Emendas que chegaram a ser apresentadas foram retiradas pelos autores sem passarem por votação.
Regionalização
Segundo o projeto, a titularidade dos serviços poderá ser exercida pelos Estados em conjunto com os municípios, dentro das unidades regionais em que os territórios estaduais serão divididos, em prestação dos serviços caracterizados como função pública de interesse comum, com previsão de compartilhamento de infraestruturas que atendam a mais de um município.
“A prestação regionalizada, por incluir municípios mais e menos atraentes e não necessariamente contíguos em um mesmo território de prestação, afasta o risco de que qualquer deles, por mais pobre e pequeno que seja, fique fora do processo de universalização”, argumentou Tasso, no parecer.
O texto estabelece a data de 31 de dezembro de 2033 como prazo para a universalização, que poderá ser acrescido de mais 7 anos, caso se comprove inviabilidade técnica ou financeira.
Expectativas
O ministro da Economia, Paulo Guedes, tem repetido que a persistência nas reformas será crucial para impulsionar a economia após a crise e que o novo marco para o saneamento se insere nesse contexto.
A Secretaria de Política Econômica colocou a aprovação do marco em lista de dez pontos que devem ser enfrentados no pós-pandemia.
Em documento interno visto pela Reuters sobre medidas para a retomada, a equipe econômica avaliou que o projeto traz segurança jurídica e estabilidade institucional para os investimentos, que podem chegar a 700 bilhões de reais para o setor até 2033. O estudo também calculou em 140 bilhões de reais o valor de mercado das empresas de saneamento e disse que sua privatização pelos governos estaduais poderia ser passo “decisivo para o balanceamento das contas públicas destes entes em um cenário pós-Covid”.
Na expectativa pela aprovação do marco, as ações da empresa paulista de água e esgoto Sabesp, maior do setor no país, acumulam alta de 98,6% desde fim de março.
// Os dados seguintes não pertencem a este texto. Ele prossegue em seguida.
use chrono::{DateTime, Utc};
use serde::Deserialize;
use std::fmt;
use std::str::FromStr;

use super::error::FetchError;

/// Author shown when GitHub omits the `user` object (deleted accounts)
const GHOST_AUTHOR: &str = "ghost";

#[derive(Debug, Clone, Copy, PartialEq, Eq)]
pub enum PrState {
    Open,
    Closed,
}

impl PrState {
    pub fn as_str(&self) -> &'static str {
        match self {
            PrState::Open => "open",
            PrState::Closed => "closed",
        }
    }
}

impl fmt::Display for PrState {
    fn fmt(&self, f: &mut fmt::Formatter<'_>) -> fmt::Result {
        f.write_str(self.as_str())
    }
}

impl FromStr for PrState {
    type Err = String;

    fn from_str(s: &str) -> Result<Self, Self::Err> {
        match s.trim().to_ascii_lowercase().as_str() {
            "open" => Ok(PrState::Open),
            "closed" => Ok(PrState::Closed),
            other => Err(format!("unknown pull request state '{}'", other)),
        }
    }
}

#[derive(Debug, Clone, PartialEq)]
pub struct PullRequest {
    pub number: u64,
    pub title: String,
    pub author: String,
    pub state: PrState,
    pub url: String,            // HTML URL for browser
    pub created_at: DateTime<Utc>,
    pub closed_at: Option<DateTime<Utc>>,
    pub additions: u64,
    pub deletions: u64,
}

impl PullRequest {
    pub fn is_open(&self) -> bool {
        self.state == PrState::Open
    }

    /// Time elapsed since the PR was opened, relative to `now`
    pub fn age_at(&self, now: DateTime<Utc>) -> chrono::Duration {
        now - self.created_at
    }
}

/// One element of the `GET /repos/{owner}/{repo}/pulls` response.
///
/// Everything except `number`, `state` and `created_at` is optional so that a
/// partially populated element still decodes.
#[derive(Debug, Deserialize)]
pub(crate) struct PullRequestPayload {
    number: Option<u64>,
    #[serde(default)]
    title: Option<String>,
    #[serde(default)]
    user: Option<UserPayload>,
    state: Option<String>,
    #[serde(default)]
    html_url: Option<String>,
    created_at: Option<DateTime<Utc>>,
    #[serde(default)]
    closed_at: Option<DateTime<Utc>>,
    #[serde(default)]
    additions: Option<u64>,
    #[serde(default)]
    deletions: Option<u64>,
}

#[derive(Debug, Deserialize)]
struct UserPayload {
    login: Option<String>,
}

impl TryFrom<PullRequestPayload> for PullRequest {
    type Error = String;

    fn try_from(payload: PullRequestPayload) -> Result<Self, Self::Error> {
        let number = payload.number.ok_or("missing `number`")?;
        let state = payload
            .state
            .as_deref()
            .ok_or_else(|| format!("#{}: missing `state`", number))?
            .parse::<PrState>()
            .map_err(|e| format!("#{}: {}", number, e))?;
        let created_at = payload
            .created_at
            .ok_or_else(|| format!("#{}: missing `created_at`", number))?;

        Ok(PullRequest {
            number,
            title: payload.title.unwrap_or_default(),
            author: payload
                .user
                .and_then(|u| u.login)
                .unwrap_or_else(|| GHOST_AUTHOR.to_string()),
            state,
            url: payload.html_url.unwrap_or_default(),
            created_at,
            closed_at: payload.closed_at,
            additions: payload.additions.unwrap_or(0),
            deletions: payload.deletions.unwrap_or(0),
        })
    }
}

/// A validated `owner/name` repository identifier
#[derive(Debug, Clone, PartialEq, Eq, Hash)]
pub struct RepoId {
    owner: String,
    name: String,
}

impl RepoId {
    pub fn parse(input: &str) -> Result<Self, FetchError> {
        let trimmed = input.trim();
        let invalid = || FetchError::InvalidRepository(trimmed.to_string());

        let (owner, name) = trimmed.split_once('/').ok_or_else(invalid)?;
        let valid_part = |part: &str| {
            !part.is_empty()
                && part
                    .chars()
                    .all(|c| c.is_ascii_alphanumeric() || matches!(c, '-' | '_' | '.'))
        };
        if !valid_part(owner) || !valid_part(name) {
            return Err(invalid());
        }

        Ok(Self {
            owner: owner.to_string(),
            name: name.to_string(),
        })
    }

    pub fn owner(&self) -> &str {
        &self.owner
    }

    pub fn name(&self) -> &str {
        &self.name
    }
}

impl fmt::Display for RepoId {
    fn fmt(&self, f: &mut fmt::Formatter<'_>) -> fmt::Result {
        write!(f, "{}/{}", self.owner, self.name)
    }
}

#[cfg(test)]
mod tests {
    use super::*;
    use serde_json::json;

    fn decode(value: serde_json::Value) -> Result<PullRequest, String> {
        let payload: PullRequestPayload = serde_json::from_value(value).unwrap();
        PullRequest::try_from(payload)
    }

    #[test]
    fn test_decode_full_payload() {
        let pr = decode(json!({
            "number": 42,
            "title": "Fix the thing",
            "user": { "login": "octocat" },
            "state": "closed",
            "html_url": "https://github.com/owner/repo/pull/42",
            "created_at": "2024-03-01T10:00:00Z",
            "closed_at": "2024-03-02T10:00:00Z",
            "additions": 12,
            "deletions": 3
        }))
        .unwrap();

        assert_eq!(pr.number, 42);
        assert_eq!(pr.author, "octocat");
        assert_eq!(pr.state, PrState::Closed);
        assert!(pr.closed_at.is_some());
        assert_eq!(pr.additions, 12);
        assert_eq!(pr.deletions, 3);
    }

    #[test]
    fn test_decode_defaults_missing_optional_fields() {
        let pr = decode(json!({
            "number": 7,
            "state": "open",
            "created_at": "2024-03-01T10:00:00Z",
            "user": null
        }))
        .unwrap();

        assert_eq!(pr.title, "");
        assert_eq!(pr.author, "ghost");
        assert_eq!(pr.url, "");
        assert_eq!(pr.closed_at, None);
        assert_eq!(pr.additions, 0);
        assert_eq!(pr.deletions, 0);
    }

    #[test]
    fn test_decode_rejects_missing_number() {
        let err = decode(json!({ "state": "open", "created_at": "2024-03-01T10:00:00Z" }))
            .unwrap_err();
        assert!(err.contains("number"));
    }

    #[test]
    fn test_decode_rejects_unknown_state() {
        let err = decode(json!({
            "number": 1,
            "state": "merged",
            "created_at": "2024-03-01T10:00:00Z"
        }))
        .unwrap_err();
        assert!(err.contains("merged"));
    }

    #[test]
    fn test_state_parse_is_case_insensitive() {
        assert_eq!("OPEN".parse::<PrState>().unwrap(), PrState::Open);
        assert_eq!(" Closed ".parse::<PrState>().unwrap(), PrState::Closed);
    }

    #[test]
    fn test_repo_id_parse() {
        let repo = RepoId::parse("  facebook/react ").unwrap();
        assert_eq!(repo.owner(), "facebook");
        assert_eq!(repo.name(), "react");
        assert_eq!(repo.to_string(), "facebook/react");
    }

    #[test]
    fn test_repo_id_rejects_malformed() {
        for input in ["", "react", "/react", "facebook/", "a/b/c", "face book/react"] {
            assert!(
                matches!(RepoId::parse(input), Err(FetchError::InvalidRepository(_))),
                "expected {:?} to be rejected",
                input
            );
        }
    }
}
No período, a ação da companhia mineira Copasa subiu 79% e a da paranaense Sanepar avançou 64%.
A Câmara dos Deputados já havia aprovado o texto em dezembro passado e a chegada da pandemia de coronavírus ao país tornou a questão urgente, realçando o despreparo brasileiro com saúde da população e o esgotamento da capacidade do setor público em promover investimentos necessários.
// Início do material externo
pub mod pipeline;
pub mod types;

pub use pipeline::{
    apply_filters, default_at_risk_after, is_at_risk, max_at_risk_after, CompiledFilter,
};
pub use types::{parse_filter_date, FilterSpec, StatusFilter, DEFAULT_REPOSITORY};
Segundo o Atlas de Esgotos da Agência Nacional de Águas (ANA), 45% dos 208 milhões de brasileiros ainda não possuem tratamento de esgoto. O levantamento indica ainda que o país tem mais de 110 mil quilômetros de trechos de rios com a qualidade da água comprometida devido ao esgoto sem tratamento. Desse total, a poluição impede a captação de água em 83,5 mil quilômetros.
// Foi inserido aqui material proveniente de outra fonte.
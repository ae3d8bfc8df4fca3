mod schema;
mod validation;

pub use schema::Config;
pub use validation::validate_config;

use anyhow::{Context, Result};
use std::fs;
use std::path::{Path, PathBuf};
use std::time::Duration;

use crate::dashboard::DashboardSettings;
use crate::fetch::FetchOptions;
use crate::filter::max_at_risk_after;

/// Get the config directory path (~/.config/pr-dash/)
pub fn get_config_dir() -> PathBuf {
    dirs::home_dir()
        .map(|home| home.join(".config"))
        .or_else(dirs::config_dir)
        .unwrap_or_else(|| PathBuf::from("."))
        .join("pr-dash")
}

/// Get the default config file path (~/.config/pr-dash/config.yaml)
pub fn get_config_path() -> PathBuf {
    get_config_dir().join("config.yaml")
}

/// Load configuration from a YAML file
///
/// With `path` set, the file must exist. Without it the default path is
/// tried, and a missing file there just means built-in defaults.
///
/// # Errors
///
/// Returns an error if:
/// - An explicitly given config file does not exist
/// - The config file cannot be read
/// - The YAML cannot be parsed
pub fn load_config(path: Option<PathBuf>) -> Result<Config> {
    match path {
        Some(path) => {
            if !path.exists() {
                anyhow::bail!("Config file not found at {}", path.display());
            }
            read_config(&path)
        }
        None => {
            let default_path = get_config_path();
            if default_path.exists() {
                read_config(&default_path)
            } else {
                log::debug!("No config at {}, using defaults", default_path.display());
                Ok(Config::default())
            }
        }
    }
}

fn read_config(path: &Path) -> Result<Config> {
    let content = fs::read_to_string(path)
        .with_context(|| format!("Failed to read config file at {}", path.display()))?;

    // An empty file is valid and means "all defaults"
    if content.trim().is_empty() {
        return Ok(Config::default());
    }

    let config: Config = serde_saphyr::from_str(&content)
        .with_context(|| format!("Failed to parse config: invalid YAML in {}", path.display()))?;

    log::debug!("Loaded config from {}", path.display());
    Ok(config)
}

impl Config {
    pub fn at_risk_after(&self) -> Result<chrono::Duration> {
        let duration = humantime::parse_duration(&self.at_risk_after)
            .with_context(|| format!("Invalid at_risk_after '{}'", self.at_risk_after))?;
        chrono::Duration::from_std(duration)
            .ok()
            .filter(|d| *d <= max_at_risk_after())
            .with_context(|| format!("at_risk_after '{}' is too large", self.at_risk_after))
    }

    pub fn request_timeout(&self) -> Result<Duration> {
        humantime::parse_duration(&self.request_timeout)
            .with_context(|| format!("Invalid request_timeout '{}'", self.request_timeout))
    }

    pub fn fetch_options(&self) -> FetchOptions {
        FetchOptions {
            per_page: self.per_page,
            max_pages: self.max_pages,
            strategy: self.pagination,
            enrich: self.enrich,
        }
    }

    pub fn dashboard_settings(&self) -> Result<DashboardSettings> {
        Ok(DashboardSettings {
            fallback_repository: self.default_repository.trim().to_string(),
            page_size: self.page_size,
            at_risk_after: self.at_risk_after()?,
        })
    }
}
A aprovação do marco, no entanto, não deve gerar efeito imediato. O presidente do BNDES, Gustavo Montezano, disse nesta semana que a aprovação representa o “início da tarefa” de melhoria dos índices de tratamento e perda de água. O banco de fomento modela desestatizações de uma série de empresas públicas de saneamento, incluindo a fluminense Cedae, e a alagoana Casal, que podem ocorrer ainda neste ano.
Maurício Zockun, sócio da área de direito administrativo do escritório Zockun & Fleury Advogados, lembra que “da aprovação do projeto até ocorrerem as licitações, estamos falando de um prazo 1 ano e meio a 2 anos”.